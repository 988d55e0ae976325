// Copyright 2025 RustFS Team
//
// Licensed under the Apache License, Version 2.0 (the "License");
// you may not use this file except in compliance with the License.
// You may obtain a copy of the License at
//
//     http://www.apache.org/licenses/LICENSE-2.0
//
// Unless required by applicable law or agreed to in writing, software
// distributed under the License is distributed on an "AS IS" BASIS,
// WITHOUT WARRANTIES OR CONDITIONS OF ANY KIND, either express or implied.
// See the License for the specific language governing permissions and
// limitations under the License.

//! End-to-end tests of the console router against a fake Kubernetes API.

use axum::{
    Json, Router,
    body::Body,
    extract::Path,
    http::{HeaderMap, Request, StatusCode, header},
    response::{IntoResponse, Response},
    routing::get,
};
use metrics_console::config::UpstreamArgs;
use metrics_console::console::{server, state::AppState};
use metrics_console::context::Context;
use metrics_console::dashboard::Dashboard;
use metrics_console::theme::{MemoryStore, THEME_KEY, Theme, ThemeController, ThemeStore};
use serde_json::{Value, json};
use std::sync::Arc;
use tower::ServiceExt;

const TOKEN: &str = "test-token";

fn authorized(headers: &HeaderMap) -> bool {
    headers
        .get(header::AUTHORIZATION)
        .and_then(|v| v.to_str().ok())
        == Some(&format!("Bearer {TOKEN}"))
}

fn node_metrics_body() -> Value {
    json!({
        "kind": "NodeMetricsList",
        "apiVersion": "metrics.k8s.io/v1beta1",
        "metadata": {},
        "items": [
            {
                "metadata": { "name": "node-a" },
                "timestamp": "2025-01-01T00:00:00Z",
                "window": "10s",
                "usage": { "cpu": "500000000n", "memory": "2097152Ki" }
            },
            {
                "metadata": { "name": "node-b" },
                "timestamp": "2025-01-01T00:00:00Z",
                "window": "10s",
                "usage": { "cpu": "250000000n", "memory": "1048576Ki" }
            }
        ]
    })
}

fn pod_metrics_body(namespace: &str) -> Value {
    json!({
        "kind": "PodMetricsList",
        "apiVersion": "metrics.k8s.io/v1beta1",
        "metadata": {},
        "items": [{
            "metadata": { "name": format!("{namespace}-web-0"), "namespace": namespace },
            "timestamp": "2025-01-01T00:00:00Z",
            "window": "10s",
            "containers": [
                { "name": "app", "usage": { "cpu": "250000000n", "memory": "1048576Ki" } },
                { "name": "sidecar", "usage": { "cpu": "1000000n", "memory": "1024Ki" } }
            ]
        }]
    })
}

fn node_list_body() -> Value {
    // node-b reports no capacity
    json!({
        "kind": "NodeList",
        "apiVersion": "v1",
        "metadata": { "resourceVersion": "1" },
        "items": [
            {
                "apiVersion": "v1",
                "kind": "Node",
                "metadata": { "name": "node-a" },
                "status": { "capacity": { "cpu": "4", "memory": "8388608Ki", "pods": "110" } }
            },
            {
                "apiVersion": "v1",
                "kind": "Node",
                "metadata": { "name": "node-b" },
                "status": {}
            }
        ]
    })
}

async fn fake_node_metrics(headers: HeaderMap) -> Response {
    if !authorized(&headers) {
        return (StatusCode::UNAUTHORIZED, "Unauthorized").into_response();
    }
    Json(node_metrics_body()).into_response()
}

async fn fake_pod_metrics(Path(namespace): Path<String>, headers: HeaderMap) -> Response {
    if !authorized(&headers) {
        return (StatusCode::UNAUTHORIZED, "Unauthorized").into_response();
    }
    if namespace == "broken" {
        return (StatusCode::INTERNAL_SERVER_ERROR, "metrics backend down").into_response();
    }
    Json(pod_metrics_body(&namespace)).into_response()
}

async fn fake_nodes(headers: HeaderMap) -> Response {
    if !authorized(&headers) {
        return (StatusCode::UNAUTHORIZED, "Unauthorized").into_response();
    }
    Json(node_list_body()).into_response()
}

/// Serves the fake API on a loopback port and returns its base URL.
async fn spawn_upstream() -> String {
    let app = Router::new()
        .route("/apis/metrics.k8s.io/v1beta1/nodes", get(fake_node_metrics))
        .route(
            "/apis/metrics.k8s.io/v1beta1/namespaces/{namespace}/pods",
            get(fake_pod_metrics),
        )
        .route("/api/v1/nodes", get(fake_nodes));

    let listener = tokio::net::TcpListener::bind("127.0.0.1:0").await.unwrap();
    let addr = listener.local_addr().unwrap();
    tokio::spawn(async move {
        axum::serve(listener, app).await.unwrap();
    });

    format!("http://{addr}")
}

struct Harness {
    app: Router,
    store: Arc<MemoryStore>,
}

async fn setup(token: &str, namespace: &str) -> Harness {
    metrics_console::utils::tls::install_crypto_provider();

    let upstream = UpstreamArgs {
        api_url: spawn_upstream().await,
        token: token.to_string(),
        ca_file: None,
    };
    let context = Context::connect(&upstream).await.unwrap();
    let dashboard = Arc::new(Dashboard::new(Arc::new(context.clone()), namespace));
    let store = Arc::new(MemoryStore::default());
    let theme = Arc::new(ThemeController::load(store.clone(), Theme::Dark));

    Harness {
        app: server::app(AppState::new(context, dashboard, theme), None),
        store,
    }
}

async fn send(app: &Router, method: &str, uri: &str) -> (StatusCode, Vec<u8>, HeaderMap) {
    let request = Request::builder()
        .method(method)
        .uri(uri)
        .body(Body::empty())
        .unwrap();
    let response = app.clone().oneshot(request).await.unwrap();
    let status = response.status();
    let headers = response.headers().clone();
    let body = axum::body::to_bytes(response.into_body(), usize::MAX)
        .await
        .unwrap();
    (status, body.to_vec(), headers)
}

async fn send_json(app: &Router, method: &str, uri: &str) -> (StatusCode, Value) {
    let (status, body, _) = send(app, method, uri).await;
    (status, serde_json::from_slice(&body).unwrap())
}

#[tokio::test]
async fn test_node_metrics_pass_through() {
    let h = setup(TOKEN, "default").await;

    let (status, body) = send_json(&h.app, "GET", "/api/metrics/nodes").await;

    assert_eq!(status, StatusCode::OK);
    assert_eq!(body, node_metrics_body());
}

#[tokio::test]
async fn test_pod_metrics_default_and_explicit_namespace() {
    let h = setup(TOKEN, "default").await;

    let (status, body) = send_json(&h.app, "GET", "/api/metrics/pods").await;
    assert_eq!(status, StatusCode::OK);
    assert_eq!(body, pod_metrics_body("default"));

    let (status, body) = send_json(&h.app, "GET", "/api/metrics/pods?namespace=kube-system").await;
    assert_eq!(status, StatusCode::OK);
    assert_eq!(body["items"][0]["metadata"]["namespace"], "kube-system");
}

#[tokio::test]
async fn test_upstream_failure_returns_error_envelope() {
    let h = setup(TOKEN, "default").await;

    let (status, body) = send_json(&h.app, "GET", "/api/metrics/pods?namespace=broken").await;

    assert_eq!(status, StatusCode::INTERNAL_SERVER_ERROR);
    let object = body.as_object().unwrap();
    assert_eq!(object.len(), 1);
    assert!(object["error"].as_str().unwrap().starts_with("Kubernetes API error"));
}

#[tokio::test]
async fn test_invalid_namespace_is_rejected() {
    let h = setup(TOKEN, "default").await;

    let (status, body) = send_json(&h.app, "GET", "/api/metrics/pods?namespace=Not_Valid").await;

    assert_eq!(status, StatusCode::BAD_REQUEST);
    assert_eq!(body["error"], "Bad request: invalid namespace 'Not_Valid'");
}

#[tokio::test]
async fn test_wrong_token_is_an_upstream_error() {
    let h = setup("wrong-token", "default").await;

    let (status, body) = send_json(&h.app, "GET", "/api/metrics/nodes").await;

    assert_eq!(status, StatusCode::INTERNAL_SERVER_ERROR);
    assert!(body["error"].is_string());
}

#[tokio::test]
async fn test_capacity_endpoint() {
    let h = setup(TOKEN, "default").await;

    let (status, body) = send_json(&h.app, "GET", "/api/metrics/capacity").await;

    assert_eq!(status, StatusCode::OK);
    assert_eq!(
        body,
        json!({ "items": [{ "name": "node-a", "cpu": "4", "memory": "8388608Ki" }] })
    );
}

#[tokio::test]
async fn test_dashboard_refresh_normalizes_and_joins() {
    let h = setup(TOKEN, "default").await;

    let (status, _, _) = send(&h.app, "GET", "/readyz").await;
    assert_eq!(status, StatusCode::SERVICE_UNAVAILABLE);

    let (status, body) = send_json(&h.app, "GET", "/api/dashboard").await;
    assert_eq!(status, StatusCode::OK);
    assert_eq!(body["snapshot"], Value::Null);

    let (status, body) = send_json(&h.app, "POST", "/api/dashboard/refresh").await;
    assert_eq!(status, StatusCode::OK);
    assert_eq!(body["committed"], true);
    assert_eq!(body["generation"], 1);

    let nodes = &body["snapshot"]["nodes"];
    assert_eq!(nodes[0]["name"], "node-a");
    assert_eq!(nodes[0]["cpu_usage_milli"], 500);
    assert_eq!(nodes[0]["memory_usage_mebi"], 2048);
    assert_eq!(nodes[0]["cpu_capacity_milli"], 4000);
    assert_eq!(nodes[0]["memory_capacity_mebi"], 8192);
    assert_eq!(nodes[0]["cpu_percent"], 12.5);
    assert_eq!(nodes[0]["memory_percent"], 25.0);
    assert_eq!(nodes[0]["cpu_chart"], json!({ "used": 500, "remaining": 3500 }));

    assert_eq!(nodes[1]["name"], "node-b");
    assert_eq!(nodes[1]["cpu_capacity_milli"], "unavailable");
    assert_eq!(nodes[1]["cpu_percent"], "unavailable");
    assert_eq!(nodes[1]["cpu_chart"], json!({ "used": 250, "remaining": 0 }));

    let pods = &body["snapshot"]["pods"];
    assert_eq!(pods[0]["name"], "default-web-0");
    assert_eq!(pods[0]["cpu_usage_milli"], 250);
    assert_eq!(pods[0]["memory_usage_mebi"], 1024);

    let (status, _, _) = send(&h.app, "GET", "/readyz").await;
    assert_eq!(status, StatusCode::OK);

    let (_, body) = send_json(&h.app, "GET", "/api/dashboard").await;
    assert_eq!(body["snapshot"]["generation"], 1);
    assert_eq!(body["last_error"], Value::Null);
}

#[tokio::test]
async fn test_failed_refresh_is_reported_and_keeps_view() {
    let h = setup(TOKEN, "broken").await;

    let (status, body) = send_json(&h.app, "POST", "/api/dashboard/refresh").await;
    assert_eq!(status, StatusCode::INTERNAL_SERVER_ERROR);
    assert!(body["error"].as_str().unwrap().starts_with("fetch metrics error"));

    let (_, body) = send_json(&h.app, "GET", "/api/dashboard").await;
    assert_eq!(body["snapshot"], Value::Null);
    assert_eq!(body["last_error"]["generation"], 1);

    let (status, _, headers) = send(&h.app, "POST", "/refresh").await;
    assert_eq!(status, StatusCode::SEE_OTHER);
    assert_eq!(headers[header::LOCATION], "/");

    let (_, body) = send_json(&h.app, "GET", "/api/dashboard").await;
    assert_eq!(body["last_error"]["generation"], 2);

    let (status, page, _) = send(&h.app, "GET", "/").await;
    assert_eq!(status, StatusCode::OK);
    let page = String::from_utf8(page).unwrap();
    assert!(page.contains("Last refresh failed"));
}

#[tokio::test]
async fn test_dashboard_rejects_invalid_namespace_before_fetching() {
    let h = setup(TOKEN, "../../api/v1/secrets#").await;

    let (status, body) = send_json(&h.app, "POST", "/api/dashboard/refresh").await;

    assert_eq!(status, StatusCode::INTERNAL_SERVER_ERROR);
    assert_eq!(
        body["error"],
        "fetch metrics error: invalid namespace '../../api/v1/secrets#'"
    );
}

#[tokio::test]
async fn test_page_refresh_and_theme_toggle() {
    let h = setup(TOKEN, "default").await;

    let (status, _, headers) = send(&h.app, "POST", "/refresh").await;
    assert_eq!(status, StatusCode::SEE_OTHER);
    assert_eq!(headers[header::LOCATION], "/");

    let (_, page, _) = send(&h.app, "GET", "/").await;
    let page = String::from_utf8(page).unwrap();
    assert!(page.contains("<body class=\"dark\">"));
    assert!(page.contains("<td>12.50%</td>"));
    assert!(page.contains("<td>default-web-0</td>"));

    let (status, _, _) = send(&h.app, "POST", "/theme/toggle").await;
    assert_eq!(status, StatusCode::SEE_OTHER);
    assert_eq!(h.store.read(THEME_KEY).unwrap().as_deref(), Some("light"));

    let (_, body) = send_json(&h.app, "GET", "/api/theme").await;
    assert_eq!(body, json!({ "theme": "light" }));

    let (_, body) = send_json(&h.app, "POST", "/api/theme/toggle").await;
    assert_eq!(body, json!({ "theme": "dark" }));
}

-=-=-=-=-

▸ EXERCISE DETAILS: Only the lines above from the one with "distributed under the" through the one with "under the License." should be duplicated, character for character.

▸ FINAL ANSWER:
// distributed under the License is distributed on an "AS IS" BASIS,
// WITHOUT WARRANTIES OR CONDITIONS OF ANY KIND, either express or implied.
// See the License for the specific language governing permissions and
// limitations under the License.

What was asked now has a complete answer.